* **Instructions for the task**
Collect every line below that contains the word "FieldKind".

* **Data provided**
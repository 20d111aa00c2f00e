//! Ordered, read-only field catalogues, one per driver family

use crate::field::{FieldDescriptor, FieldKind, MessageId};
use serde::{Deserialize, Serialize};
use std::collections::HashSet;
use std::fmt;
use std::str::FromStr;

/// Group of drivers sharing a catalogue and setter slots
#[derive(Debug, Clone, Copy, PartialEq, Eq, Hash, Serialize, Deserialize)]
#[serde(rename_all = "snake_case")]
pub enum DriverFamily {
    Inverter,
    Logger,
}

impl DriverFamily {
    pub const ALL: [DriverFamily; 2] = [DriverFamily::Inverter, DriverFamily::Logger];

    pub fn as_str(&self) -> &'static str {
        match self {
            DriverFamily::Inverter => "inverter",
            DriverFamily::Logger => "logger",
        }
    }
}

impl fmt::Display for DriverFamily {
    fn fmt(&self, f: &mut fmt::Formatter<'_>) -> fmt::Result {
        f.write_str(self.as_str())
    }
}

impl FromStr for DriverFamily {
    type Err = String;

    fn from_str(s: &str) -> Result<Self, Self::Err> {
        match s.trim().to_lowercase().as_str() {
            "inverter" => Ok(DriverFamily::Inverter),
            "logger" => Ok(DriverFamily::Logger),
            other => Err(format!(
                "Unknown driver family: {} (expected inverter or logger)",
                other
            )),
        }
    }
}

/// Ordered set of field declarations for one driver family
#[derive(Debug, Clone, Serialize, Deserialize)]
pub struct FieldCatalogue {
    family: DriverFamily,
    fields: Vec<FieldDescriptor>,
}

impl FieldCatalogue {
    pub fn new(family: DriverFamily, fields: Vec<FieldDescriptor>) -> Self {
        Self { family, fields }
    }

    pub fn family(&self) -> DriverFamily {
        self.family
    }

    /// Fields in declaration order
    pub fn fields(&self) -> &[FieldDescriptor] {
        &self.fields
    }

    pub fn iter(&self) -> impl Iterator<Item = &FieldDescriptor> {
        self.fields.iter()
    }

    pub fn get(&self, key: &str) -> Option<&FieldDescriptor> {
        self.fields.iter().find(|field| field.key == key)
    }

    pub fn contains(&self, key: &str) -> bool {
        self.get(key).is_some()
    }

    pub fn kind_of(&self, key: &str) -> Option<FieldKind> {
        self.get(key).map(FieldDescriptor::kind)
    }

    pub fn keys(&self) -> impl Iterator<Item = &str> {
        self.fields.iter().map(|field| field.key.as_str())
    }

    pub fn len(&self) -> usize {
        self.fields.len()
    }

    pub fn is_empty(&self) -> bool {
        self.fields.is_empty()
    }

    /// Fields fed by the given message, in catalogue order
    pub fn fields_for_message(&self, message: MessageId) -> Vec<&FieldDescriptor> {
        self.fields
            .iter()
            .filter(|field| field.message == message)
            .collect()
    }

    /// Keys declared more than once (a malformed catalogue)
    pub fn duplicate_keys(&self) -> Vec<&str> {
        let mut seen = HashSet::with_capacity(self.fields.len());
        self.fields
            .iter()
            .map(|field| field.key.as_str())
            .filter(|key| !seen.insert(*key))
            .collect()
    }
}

* **Written solution**
use crate::field::{FieldDescriptor, FieldKind, MessageId};
    pub fn kind_of(&self, key: &str) -> Option<FieldKind> {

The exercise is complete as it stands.